XIIIe s. Qui bien voudra rimer, il li convient conter totes les syllabes de ses diz, en tel maniere que li vers soient acordables en nombre, et que li uns n'ait plus que li autres ; après ce convient il amesurer les deux derraines sillabes dou vers en tel maniere que totes les letres de la derraine sillabe soient semblables, et au mains [moins] la vocal syllabe qui va devant la derraine ; après ce li convient il contre-poser l'accent et la voix, si que les rimes s'accordent à ses accens ; car jà soit ce que tu accordes les letres et les sillabes, certes la rime n'iert [ne sera] droite se li accens se descorde, Latini, Trésor, p. 481. Ceste sentence ci rimée Troveras escripte en Thimée De Platon qui ne fu pas nices, la Rose, 7135.

XIVe s. Une chanson d'amours… Que Blance li avoit apris nouviellement ; Un clerc l'avoit rimée tant grasieusement, Baud de Seb. V, 394.

XVe s. Si empris-je assez hardiment, moi issu de l'escole, à rimer et à dicter les guerres dessus dites, Froissart, Prol.

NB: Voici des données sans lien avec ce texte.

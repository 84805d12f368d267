//! Configuration loader with TOML parsing and environment variable overrides

use super::schema::DeidentConfig;
use crate::domain::errors::DeidentError;
use crate::domain::result::Result;
use regex::Regex;
use std::fs;
use std::path::Path;

/// Loads configuration from a TOML file
///
/// This function:
/// 1. Reads the TOML file
/// 2. Performs environment variable substitution (${VAR} syntax)
/// 3. Parses the TOML into DeidentConfig
/// 4. Applies environment variable overrides (DEIDENT_* prefix)
/// 5. Validates the configuration
///
/// # Errors
///
/// Returns [`DeidentError::Configuration`] if the file cannot be read or
/// parsed, a referenced variable is unset, or validation fails.
///
/// # Examples
///
/// ```no_run
/// use deident::config::loader::load_config;
///
/// let config = load_config("deident.toml").expect("Failed to load config");
/// ```
pub fn load_config(path: impl AsRef<Path>) -> Result<DeidentConfig> {
    let path = path.as_ref();

    if !path.exists() {
        return Err(DeidentError::Configuration(format!(
            "Configuration file not found: {}",
            path.display()
        )));
    }

    let contents = fs::read_to_string(path).map_err(|e| {
        DeidentError::Configuration(format!(
            "Failed to read configuration file {}: {}",
            path.display(),
            e
        ))
    })?;

    parse_config(&contents)
}

/// Parses, overrides and validates configuration text
///
/// # Errors
///
/// Same as [`load_config`], minus file access.
pub fn parse_config(contents: &str) -> Result<DeidentConfig> {
    let contents = substitute_env_vars(contents)?;

    let mut config: DeidentConfig = toml::from_str(&contents)
        .map_err(|e| DeidentError::Configuration(format!("Failed to parse TOML: {}", e)))?;

    apply_env_overrides(&mut config)?;

    config.validate().map_err(|e| {
        DeidentError::Configuration(format!("Configuration validation failed: {}", e))
    })?;

    Ok(config)
}

/// Substitutes environment variables in the format ${VAR_NAME}
///
/// Comment lines are left untouched.
///
/// # Errors
///
/// Returns an error if a referenced environment variable is not set
fn substitute_env_vars(input: &str) -> Result<String> {
    let re = Regex::new(r"\$\{([A-Z_][A-Z0-9_]*)\}")
        .map_err(|e| DeidentError::Other(format!("Invalid substitution pattern: {e}")))?;
    let mut result = String::new();
    let mut missing_vars: Vec<String> = Vec::new();

    for line in input.lines() {
        if line.trim_start().starts_with('#') {
            result.push_str(line);
            result.push('\n');
            continue;
        }

        let processed = re.replace_all(line, |cap: &regex::Captures<'_>| {
            let var_name = &cap[1];
            std::env::var(var_name).unwrap_or_else(|_| {
                if !missing_vars.iter().any(|v| v == var_name) {
                    missing_vars.push(var_name.to_string());
                }
                String::new()
            })
        });
        result.push_str(&processed);
        result.push('\n');
    }

    if !missing_vars.is_empty() {
        return Err(DeidentError::Configuration(format!(
            "Missing required environment variables: {}",
            missing_vars.join(", ")
        )));
    }

    Ok(result)
}

/// Applies environment variable overrides using DEIDENT_* prefix
///
/// Environment variables follow the pattern: DEIDENT_<SECTION>_<KEY>,
/// for example DEIDENT_APPLICATION_LOG_LEVEL or DEIDENT_PRIVACY_K.
fn apply_env_overrides(config: &mut DeidentConfig) -> Result<()> {
    if let Ok(val) = std::env::var("DEIDENT_APPLICATION_LOG_LEVEL") {
        config.application.log_level = val;
    }
    if let Ok(val) = std::env::var("DEIDENT_APPLICATION_DRY_RUN") {
        config.application.dry_run = val.parse().unwrap_or(false);
    }

    config
        .privacy
        .apply_env_overrides()
        .map_err(|e| DeidentError::Configuration(format!("{e:#}")))?;

    if let Ok(val) = std::env::var("DEIDENT_LOGGING_LOCAL_ENABLED") {
        config.logging.local_enabled = val.parse().unwrap_or(false);
    }
    if let Ok(val) = std::env::var("DEIDENT_LOGGING_LOCAL_PATH") {
        config.logging.local_path = val;
    }
    if let Ok(val) = std::env::var("DEIDENT_LOGGING_LOCAL_ROTATION") {
        config.logging.local_rotation = val;
    }

    Ok(())
}

#[cfg(test)]
mod tests {
    use super::*;
    use std::io::Write;
    use tempfile::NamedTempFile;

    #[test]
    fn test_substitute_env_vars() {
        std::env::set_var("DEIDENT_TEST_LOADER_VAR", "./audit/test.log");
        let input = "log_path = \"${DEIDENT_TEST_LOADER_VAR}\"";
        let result = substitute_env_vars(input).unwrap();
        assert_eq!(result, "log_path = \"./audit/test.log\"\n");
        std::env::remove_var("DEIDENT_TEST_LOADER_VAR");
    }

    #[test]
    fn test_substitute_env_vars_skips_comments() {
        let input = "# path = \"${DEIDENT_TEST_UNSET_IN_COMMENT}\"";
        assert!(substitute_env_vars(input).is_ok());
    }

    #[test]
    fn test_substitute_env_vars_missing() {
        std::env::remove_var("DEIDENT_TEST_MISSING_VAR");
        let input = "log_path = \"${DEIDENT_TEST_MISSING_VAR}\"";
        let err = substitute_env_vars(input).unwrap_err();
        assert!(err.to_string().contains("DEIDENT_TEST_MISSING_VAR"));
    }

    #[test]
    fn test_load_config_missing_file() {
        let result = load_config("nonexistent.toml");
        assert!(result.is_err());
    }

    #[test]
    fn test_load_config_valid() {
        let toml_content = r#"
[application]
log_level = "debug"

[privacy]
k = 10
storage_age_width = 5
chain_age_width = 20

[privacy.audit]
enabled = false

[logging]
local_enabled = false
"#;

        let mut temp_file = NamedTempFile::new().unwrap();
        temp_file.write_all(toml_content.as_bytes()).unwrap();
        temp_file.flush().unwrap();

        let config = load_config(temp_file.path()).unwrap();
        assert_eq!(config.application.log_level, "debug");
        assert_eq!(config.privacy.k, 10);
        assert_eq!(config.privacy.chain_age_width, 20);
        assert!(!config.privacy.audit.enabled);
    }

    #[test]
    fn test_invalid_values_rejected() {
        let err = parse_config("[privacy]\nk = 0\n").unwrap_err();
        assert!(matches!(err, DeidentError::Configuration(_)));
    }
}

XVIe s. En m'esba tant je fais rondeaux en rithme ; Et en rithmant bien souvent je m'enrime, Marot, II, 32. Quoy, dist Grandgousier, as-tu pris au pot, veu que tu rimes desjà [calembour sur rimer, qui, en patois saintongeois, se dit des viandes qui prennent au pot] ? - Oui dea, respondit Gargantua, mon roy, je rime tant et plus, et en rimant souvent m'enrime [m'enrhume], Rabelais, I, 13. Cela se peult bien rismer, mais il ne s'accorde pas, Palsgrave, p. 691.

ÉTYMOLOGIE

Rime ; provenç. espagn. et portug. rimar ; ital. rimare. L'ancienne langue disait aussi rimoier.